Due braccia mi avvolsero, calmando i brividi. Chiusi gli occhi, non guardando nemmeno chi era la persona che era riuscita a entrare nell'appartamento.
<Francine, oh dio.>
Era la voce di Luciel.
Il peso sul petto sembrò alleggerirsi.
<Luciel?>
Smisi di piangere e, continuando a tremare leggermente, aprii gli occhi, incontrando quelli ambrati del ragazzo, che mi guardavano preoccupati.
<Stai meglio, Giulietta?>
La sua voce mi rilassò un pochino, smisi di sudare e mi calmai un po' di più.
<Ora sì>
Provai ad alzarmi e, barcollando un po' ci riuscii. Mi sedetti sul letto e respirai lentamente.
<Mi succede, a volte>
Dissi poi, alzando lo sguardo verso Seven, che si era rimesso in piedi e mi guardava con uno sguardo carico di preoccupazione.
<Era un attacco di panico?>
<Sì>
Feci segno a Luciel di sedersi vicino a me.
Il ragazzo si avvicinò al letto e, si sedette al mio fianco, appoggiando le mani al materasso.
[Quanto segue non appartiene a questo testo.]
//! Output file naming and the lookup table of files already in the publish
//! directory.
//!
//! A recipe with slug `wsj` and format `epub` owns exactly two name shapes:
//! `wsj.epub` (fresh converter output) and `wsj-YYYY-MM-DD.epub` (canonical,
//! date-stamped). `wsj-print.epub` therefore belongs to `wsj-print`, never to
//! `wsj`. When several files match, the lexicographically last name wins;
//! since `-` sorts before `.`, a fresh `wsj.epub` beats any stale dated copy.

use std::collections::{BTreeSet, HashMap};
use std::path::{Path, PathBuf};

use anyhow::Context as _;
use chrono::{DateTime, Utc};

pub fn canonical_name(slug: &str, ext: &str, published: DateTime<Utc>) -> String {
    format!("{slug}-{}.{ext}", published.format("%Y-%m-%d"))
}

/// Name the converter writes to before the file is renamed.
pub fn fresh_name(slug: &str, ext: &str) -> String {
    format!("{slug}.{ext}")
}

/// Splits `slug[-YYYY-MM-DD].ext` into `(slug, ext)`.
pub fn parse_output_name(file_name: &str) -> Option<(&str, &str)> {
    let (stem, ext) = file_name.rsplit_once('.')?;
    if stem.is_empty() || ext.is_empty() {
        return None;
    }
    let slug = strip_date_suffix(stem).unwrap_or(stem);
    if slug.is_empty() {
        return None;
    }
    Some((slug, ext))
}

fn strip_date_suffix(stem: &str) -> Option<&str> {
    const SUFFIX_LEN: usize = "-YYYY-MM-DD".len();
    if stem.len() <= SUFFIX_LEN || !stem.is_char_boundary(stem.len() - SUFFIX_LEN) {
        return None;
    }
    let (slug, suffix) = stem.split_at(stem.len() - SUFFIX_LEN);
    let bytes = suffix.as_bytes();
    let is_date = bytes.iter().enumerate().all(|(i, b)| match i {
        0 | 5 | 8 => *b == b'-',
        _ => b.is_ascii_digit(),
    });
    is_date.then_some(slug)
}

/// Slug-keyed view of the outputs present in one directory.
///
/// Built once from a directory listing and then kept in sync as the run
/// produces, downloads, renames or discards files.
#[derive(Debug, Clone, Default)]
pub struct OutputTable {
    dir: PathBuf,
    entries: HashMap<(String, String), BTreeSet<String>>,
}

impl OutputTable {
    pub fn scan(dir: &Path) -> anyhow::Result<Self> {
        let mut table = Self {
            dir: dir.to_path_buf(),
            entries: HashMap::new(),
        };
        let read_dir = match std::fs::read_dir(dir) {
            Ok(read_dir) => read_dir,
            Err(err) if err.kind() == std::io::ErrorKind::NotFound => return Ok(table),
            Err(err) => {
                return Err(err).with_context(|| format!("list outputs: {}", dir.display()));
            }
        };
        for entry in read_dir {
            let entry = entry.with_context(|| format!("list outputs: {}", dir.display()))?;
            if !entry.file_type().map(|t| t.is_file()).unwrap_or(false) {
                continue;
            }
            if let Some(name) = entry.file_name().to_str() {
                table.insert(name);
            }
        }
        Ok(table)
    }

    pub fn dir(&self) -> &Path {
        &self.dir
    }

    pub fn path_of(&self, file_name: &str) -> PathBuf {
        self.dir.join(file_name)
    }

    /// Records a file that now exists in the directory.
    pub fn insert(&mut self, file_name: &str) {
        if let Some((slug, ext)) = parse_output_name(file_name) {
            self.entries
                .entry((slug.to_owned(), ext.to_owned()))
                .or_default()
                .insert(file_name.to_owned());
        }
    }

    /// Forgets a file that was removed or renamed away.
    pub fn remove(&mut self, file_name: &str) {
        if let Some((slug, ext)) = parse_output_name(file_name) {
            let key = (slug.to_owned(), ext.to_owned());
            if let Some(names) = self.entries.get_mut(&key) {
                names.remove(file_name);
                if names.is_empty() {
                    self.entries.remove(&key);
                }
            }
        }
    }

    /// Re-checks a single expected file on disk and updates the table.
    pub fn refresh(&mut self, file_name: &str) -> bool {
        if self.path_of(file_name).is_file() {
            self.insert(file_name);
            true
        } else {
            self.remove(file_name);
            false
        }
    }

    pub fn exists(&self, slug: &str, ext: &str) -> bool {
        self.winner(slug, ext).is_some()
    }

    /// The lexicographically last matching name.
    pub fn winner(&self, slug: &str, ext: &str) -> Option<&str> {
        self.entries
            .get(&(slug.to_owned(), ext.to_owned()))
            .and_then(|names| names.iter().next_back())
            .map(String::as_str)
    }

    /// Renames `from` to `to` inside the directory. Renaming a file onto its
    /// own name does nothing.
    pub fn rename(&mut self, from: &str, to: &str) -> anyhow::Result<()> {
        rename_output(&self.dir, from, to)?;
        if from != to {
            self.remove(from);
            self.insert(to);
        }
        Ok(())
    }

    /// Deletes a (possibly partial) file and forgets it.
    pub fn discard(&mut self, file_name: &str) {
        let path = self.path_of(file_name);
        match std::fs::remove_file(&path) {
            Ok(()) => tracing::debug!(path = %path.display(), "discarded output"),
            Err(err) if err.kind() == std::io::ErrorKind::NotFound => {}
            Err(err) => tracing::warn!(path = %path.display(), ?err, "discard output failed"),
        }
        self.remove(file_name);
    }
}

/// Atomic same-directory rename; a no-op when the names are equal.
pub fn rename_output(dir: &Path, from: &str, to: &str) -> anyhow::Result<()> {
    if from == to {
        return Ok(());
    }
    let from_path = dir.join(from);
    let to_path = dir.join(to);
    std::fs::rename(&from_path, &to_path).with_context(|| {
        format!(
            "rename output: {} -> {}",
            from_path.display(),
            to_path.display()
        )
    })?;
    tracing::debug!(from, to, "renamed output");
    Ok(())
}

/// Filesystem-safe slug for category names; keeps unicode word characters.
pub fn slugify(value: &str) -> String {
    let cleaned: String = value
        .chars()
        .filter(|c| c.is_alphanumeric() || *c == '_' || *c == '-' || c.is_whitespace())
        .collect::<String>()
        .trim()
        .to_lowercase();

    let mut out = String::with_capacity(cleaned.len());
    let mut pending_dash = false;
    for c in cleaned.chars() {
        if c == '-' || c.is_whitespace() {
            pending_dash = true;
            continue;
        }
        if pending_dash && !out.is_empty() {
            out.push('-');
        }
        pending_dash = false;
        out.push(c);
    }
    out
}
Ero ancora un po' scossa, ma volevo chiedere diverse cose al ragazzo, che fortunatamente era riuscito ad arrivare... ma come?
<Luciel, io in realtà vorrei chiedert->
Il ragazzo mi interruppe, non lasciandomi finire la frase.
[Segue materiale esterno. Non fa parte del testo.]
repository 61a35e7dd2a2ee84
use anyhow::Context as _;

pub fn init(verbose: bool) -> anyhow::Result<()> {
    let default_directive = if verbose { "debug" } else { "info" };
    let filter = tracing_subscriber::EnvFilter::try_from_default_env()
        .or_else(|_| tracing_subscriber::EnvFilter::try_new(default_directive))
        .context("build log filter")?;

    tracing_subscriber::fmt()
        .with_env_filter(filter)
        .with_target(false)
        .with_writer(std::io::stderr)
        .try_init()
        .map_err(|err| anyhow::anyhow!("initialize tracing subscriber: {err}"))?;

    Ok(())
}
<L'appartamento è disposto di telecamere, Rika le aveva fatte installare ai tempi, e, vedendo che stavi male sono corso qui. Io e V abbiamo lavorato tutta la volta sul come aprire la porta. Ti ho visto in difficoltà e sono arrivato, scusa se non ti ho detto nulla. Capirò se dovessi essere arrabbiata con me.>
Invece io non fui per nulla arrabbiata, anzi, gli ero inmensamente grata.
Se non fosse stato per lui, probabilmente sarei ancora a contorcermi sul pavimento come un pesce fuor d'acqua, e, per la questione delle telecamere, ero solo un po' turbata, ma non arrabbiata. Non con Luciel.